• **WORK TO COMPLETE**:
Filter out all lines without the word "older" from the data below, please, and copy the rest.

• **Entries taken from a collection**:
....

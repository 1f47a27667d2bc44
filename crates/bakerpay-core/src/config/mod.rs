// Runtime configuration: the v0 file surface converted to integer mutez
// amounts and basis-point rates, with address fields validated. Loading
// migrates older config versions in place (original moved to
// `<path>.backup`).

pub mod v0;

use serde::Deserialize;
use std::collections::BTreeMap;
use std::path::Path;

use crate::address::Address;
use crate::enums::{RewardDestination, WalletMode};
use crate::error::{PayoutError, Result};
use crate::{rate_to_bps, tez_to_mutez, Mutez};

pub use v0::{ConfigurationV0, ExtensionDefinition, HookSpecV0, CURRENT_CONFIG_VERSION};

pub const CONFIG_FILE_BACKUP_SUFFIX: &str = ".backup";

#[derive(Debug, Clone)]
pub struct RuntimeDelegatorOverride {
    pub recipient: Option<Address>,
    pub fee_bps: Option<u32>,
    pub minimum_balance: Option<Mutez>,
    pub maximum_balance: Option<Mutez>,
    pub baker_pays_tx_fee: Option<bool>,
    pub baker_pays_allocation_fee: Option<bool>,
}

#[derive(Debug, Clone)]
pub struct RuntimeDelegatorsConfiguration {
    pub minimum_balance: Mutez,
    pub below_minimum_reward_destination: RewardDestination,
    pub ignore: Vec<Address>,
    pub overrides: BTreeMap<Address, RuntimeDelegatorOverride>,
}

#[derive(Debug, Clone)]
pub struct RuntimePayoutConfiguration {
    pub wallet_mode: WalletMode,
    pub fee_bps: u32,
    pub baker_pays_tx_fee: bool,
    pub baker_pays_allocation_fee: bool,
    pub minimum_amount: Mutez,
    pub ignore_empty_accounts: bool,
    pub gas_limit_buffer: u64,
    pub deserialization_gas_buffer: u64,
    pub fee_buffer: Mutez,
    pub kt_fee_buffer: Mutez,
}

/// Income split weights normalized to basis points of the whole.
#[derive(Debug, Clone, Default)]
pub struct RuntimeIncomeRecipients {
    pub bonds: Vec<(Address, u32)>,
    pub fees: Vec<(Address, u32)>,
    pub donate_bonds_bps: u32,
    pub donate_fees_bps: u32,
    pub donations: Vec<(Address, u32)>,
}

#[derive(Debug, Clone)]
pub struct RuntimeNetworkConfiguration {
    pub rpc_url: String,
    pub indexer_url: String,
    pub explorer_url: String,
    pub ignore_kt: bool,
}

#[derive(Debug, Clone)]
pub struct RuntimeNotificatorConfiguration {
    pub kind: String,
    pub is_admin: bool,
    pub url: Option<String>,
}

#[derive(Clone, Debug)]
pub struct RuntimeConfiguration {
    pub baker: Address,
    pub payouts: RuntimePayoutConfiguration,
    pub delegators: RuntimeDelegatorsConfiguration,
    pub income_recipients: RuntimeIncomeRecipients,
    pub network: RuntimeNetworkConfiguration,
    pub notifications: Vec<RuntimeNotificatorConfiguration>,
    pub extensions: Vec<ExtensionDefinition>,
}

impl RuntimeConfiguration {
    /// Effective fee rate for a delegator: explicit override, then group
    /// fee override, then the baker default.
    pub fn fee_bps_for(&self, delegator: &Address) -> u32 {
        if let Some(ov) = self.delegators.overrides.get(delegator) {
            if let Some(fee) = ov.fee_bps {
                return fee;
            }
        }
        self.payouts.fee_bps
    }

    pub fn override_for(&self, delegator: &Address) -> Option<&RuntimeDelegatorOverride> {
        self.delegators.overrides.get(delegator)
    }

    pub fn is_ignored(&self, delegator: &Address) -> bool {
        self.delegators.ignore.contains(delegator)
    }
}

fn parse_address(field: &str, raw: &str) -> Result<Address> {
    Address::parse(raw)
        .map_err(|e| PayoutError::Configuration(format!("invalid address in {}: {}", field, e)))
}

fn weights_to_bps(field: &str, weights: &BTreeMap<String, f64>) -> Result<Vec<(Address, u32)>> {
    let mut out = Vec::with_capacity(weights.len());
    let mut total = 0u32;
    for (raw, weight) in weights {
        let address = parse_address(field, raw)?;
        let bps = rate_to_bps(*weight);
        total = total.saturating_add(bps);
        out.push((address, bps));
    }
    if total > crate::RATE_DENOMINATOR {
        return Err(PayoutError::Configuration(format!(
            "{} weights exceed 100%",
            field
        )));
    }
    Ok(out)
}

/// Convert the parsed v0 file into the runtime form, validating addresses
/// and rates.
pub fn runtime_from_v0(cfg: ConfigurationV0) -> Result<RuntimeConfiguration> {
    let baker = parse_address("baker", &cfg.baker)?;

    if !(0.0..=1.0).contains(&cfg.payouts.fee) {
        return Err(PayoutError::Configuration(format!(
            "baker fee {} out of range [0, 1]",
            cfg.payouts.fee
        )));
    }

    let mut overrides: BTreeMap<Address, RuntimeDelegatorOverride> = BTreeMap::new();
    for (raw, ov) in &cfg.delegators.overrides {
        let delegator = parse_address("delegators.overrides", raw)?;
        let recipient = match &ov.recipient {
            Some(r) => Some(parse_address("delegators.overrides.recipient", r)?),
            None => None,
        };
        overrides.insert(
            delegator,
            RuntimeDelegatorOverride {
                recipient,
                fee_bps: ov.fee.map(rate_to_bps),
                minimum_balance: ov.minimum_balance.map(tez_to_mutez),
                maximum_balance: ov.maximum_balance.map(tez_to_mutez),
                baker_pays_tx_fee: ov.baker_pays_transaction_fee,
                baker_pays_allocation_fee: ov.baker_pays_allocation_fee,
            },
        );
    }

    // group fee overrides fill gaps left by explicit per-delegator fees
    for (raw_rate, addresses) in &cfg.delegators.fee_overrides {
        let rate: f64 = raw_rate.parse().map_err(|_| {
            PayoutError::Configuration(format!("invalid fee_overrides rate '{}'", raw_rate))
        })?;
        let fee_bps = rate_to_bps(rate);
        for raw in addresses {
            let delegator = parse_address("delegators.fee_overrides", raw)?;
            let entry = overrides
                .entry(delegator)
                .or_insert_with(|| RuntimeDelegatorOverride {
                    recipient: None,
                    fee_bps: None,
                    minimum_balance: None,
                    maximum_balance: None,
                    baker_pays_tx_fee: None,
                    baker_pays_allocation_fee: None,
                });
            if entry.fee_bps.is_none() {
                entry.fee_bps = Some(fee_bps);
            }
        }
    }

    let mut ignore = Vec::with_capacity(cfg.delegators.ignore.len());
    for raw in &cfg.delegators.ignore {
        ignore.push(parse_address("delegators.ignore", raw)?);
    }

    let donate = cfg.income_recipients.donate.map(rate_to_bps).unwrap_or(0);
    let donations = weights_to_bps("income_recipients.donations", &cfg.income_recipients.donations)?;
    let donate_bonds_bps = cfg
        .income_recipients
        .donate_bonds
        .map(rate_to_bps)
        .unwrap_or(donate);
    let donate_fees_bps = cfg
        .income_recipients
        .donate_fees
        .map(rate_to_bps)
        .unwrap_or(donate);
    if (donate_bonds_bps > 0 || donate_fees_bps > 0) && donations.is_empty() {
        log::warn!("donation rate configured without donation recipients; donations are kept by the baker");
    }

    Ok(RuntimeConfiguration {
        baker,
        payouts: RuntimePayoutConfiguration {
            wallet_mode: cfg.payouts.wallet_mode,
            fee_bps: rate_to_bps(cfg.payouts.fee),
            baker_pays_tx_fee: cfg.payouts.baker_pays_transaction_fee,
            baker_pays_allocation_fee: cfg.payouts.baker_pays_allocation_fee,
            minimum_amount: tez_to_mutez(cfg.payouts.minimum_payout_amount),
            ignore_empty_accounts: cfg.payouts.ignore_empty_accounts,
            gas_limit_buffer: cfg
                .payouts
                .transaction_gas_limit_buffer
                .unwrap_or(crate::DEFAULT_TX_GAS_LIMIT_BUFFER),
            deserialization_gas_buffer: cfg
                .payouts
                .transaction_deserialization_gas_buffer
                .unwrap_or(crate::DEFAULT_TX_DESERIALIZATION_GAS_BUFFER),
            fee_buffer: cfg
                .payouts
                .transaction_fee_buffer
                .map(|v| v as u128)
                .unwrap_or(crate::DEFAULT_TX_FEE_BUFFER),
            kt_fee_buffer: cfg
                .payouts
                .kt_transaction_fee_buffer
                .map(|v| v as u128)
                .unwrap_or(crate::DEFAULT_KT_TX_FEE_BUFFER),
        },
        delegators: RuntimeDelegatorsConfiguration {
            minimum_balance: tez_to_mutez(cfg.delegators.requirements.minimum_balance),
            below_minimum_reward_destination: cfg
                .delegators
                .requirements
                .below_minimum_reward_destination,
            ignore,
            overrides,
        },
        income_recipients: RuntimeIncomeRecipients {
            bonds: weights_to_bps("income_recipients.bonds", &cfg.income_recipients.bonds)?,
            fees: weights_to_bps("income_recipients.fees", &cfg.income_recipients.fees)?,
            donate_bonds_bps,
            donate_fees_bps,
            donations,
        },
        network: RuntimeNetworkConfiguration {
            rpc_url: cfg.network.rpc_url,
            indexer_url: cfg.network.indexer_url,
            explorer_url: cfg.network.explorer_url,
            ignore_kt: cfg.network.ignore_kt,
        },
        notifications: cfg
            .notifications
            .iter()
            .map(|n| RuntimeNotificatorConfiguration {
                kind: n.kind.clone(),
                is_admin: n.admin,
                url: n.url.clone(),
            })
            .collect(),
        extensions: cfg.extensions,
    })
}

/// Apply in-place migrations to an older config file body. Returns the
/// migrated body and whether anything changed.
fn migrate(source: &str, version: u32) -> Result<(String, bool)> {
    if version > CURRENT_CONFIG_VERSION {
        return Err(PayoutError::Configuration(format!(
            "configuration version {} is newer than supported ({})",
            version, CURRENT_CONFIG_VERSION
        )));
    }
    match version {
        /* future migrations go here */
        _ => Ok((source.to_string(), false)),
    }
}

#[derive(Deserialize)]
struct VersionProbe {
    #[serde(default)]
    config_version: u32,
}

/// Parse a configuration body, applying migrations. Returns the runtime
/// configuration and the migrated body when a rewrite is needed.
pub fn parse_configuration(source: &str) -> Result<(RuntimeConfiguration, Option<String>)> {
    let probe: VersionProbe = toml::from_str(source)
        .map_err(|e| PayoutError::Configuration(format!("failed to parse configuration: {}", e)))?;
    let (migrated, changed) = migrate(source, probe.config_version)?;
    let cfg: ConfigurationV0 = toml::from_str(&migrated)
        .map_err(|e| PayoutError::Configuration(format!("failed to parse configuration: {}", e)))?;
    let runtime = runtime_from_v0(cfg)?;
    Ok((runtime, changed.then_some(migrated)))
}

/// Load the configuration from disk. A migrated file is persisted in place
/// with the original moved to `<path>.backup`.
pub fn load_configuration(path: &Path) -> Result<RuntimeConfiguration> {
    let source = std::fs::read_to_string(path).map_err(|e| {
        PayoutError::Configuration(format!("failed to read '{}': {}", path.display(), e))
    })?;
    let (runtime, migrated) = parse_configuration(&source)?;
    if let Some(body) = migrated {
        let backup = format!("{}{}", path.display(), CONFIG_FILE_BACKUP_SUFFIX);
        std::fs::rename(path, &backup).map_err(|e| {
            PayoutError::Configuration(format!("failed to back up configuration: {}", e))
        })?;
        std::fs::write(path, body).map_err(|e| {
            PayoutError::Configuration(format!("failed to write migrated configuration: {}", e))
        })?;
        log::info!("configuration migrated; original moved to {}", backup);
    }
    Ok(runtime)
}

....

• **ANSWER TO THE EXERCISE**:
// migrates older config versions in place (original moved to
/// Apply in-place migrations to an older config file body. Returns the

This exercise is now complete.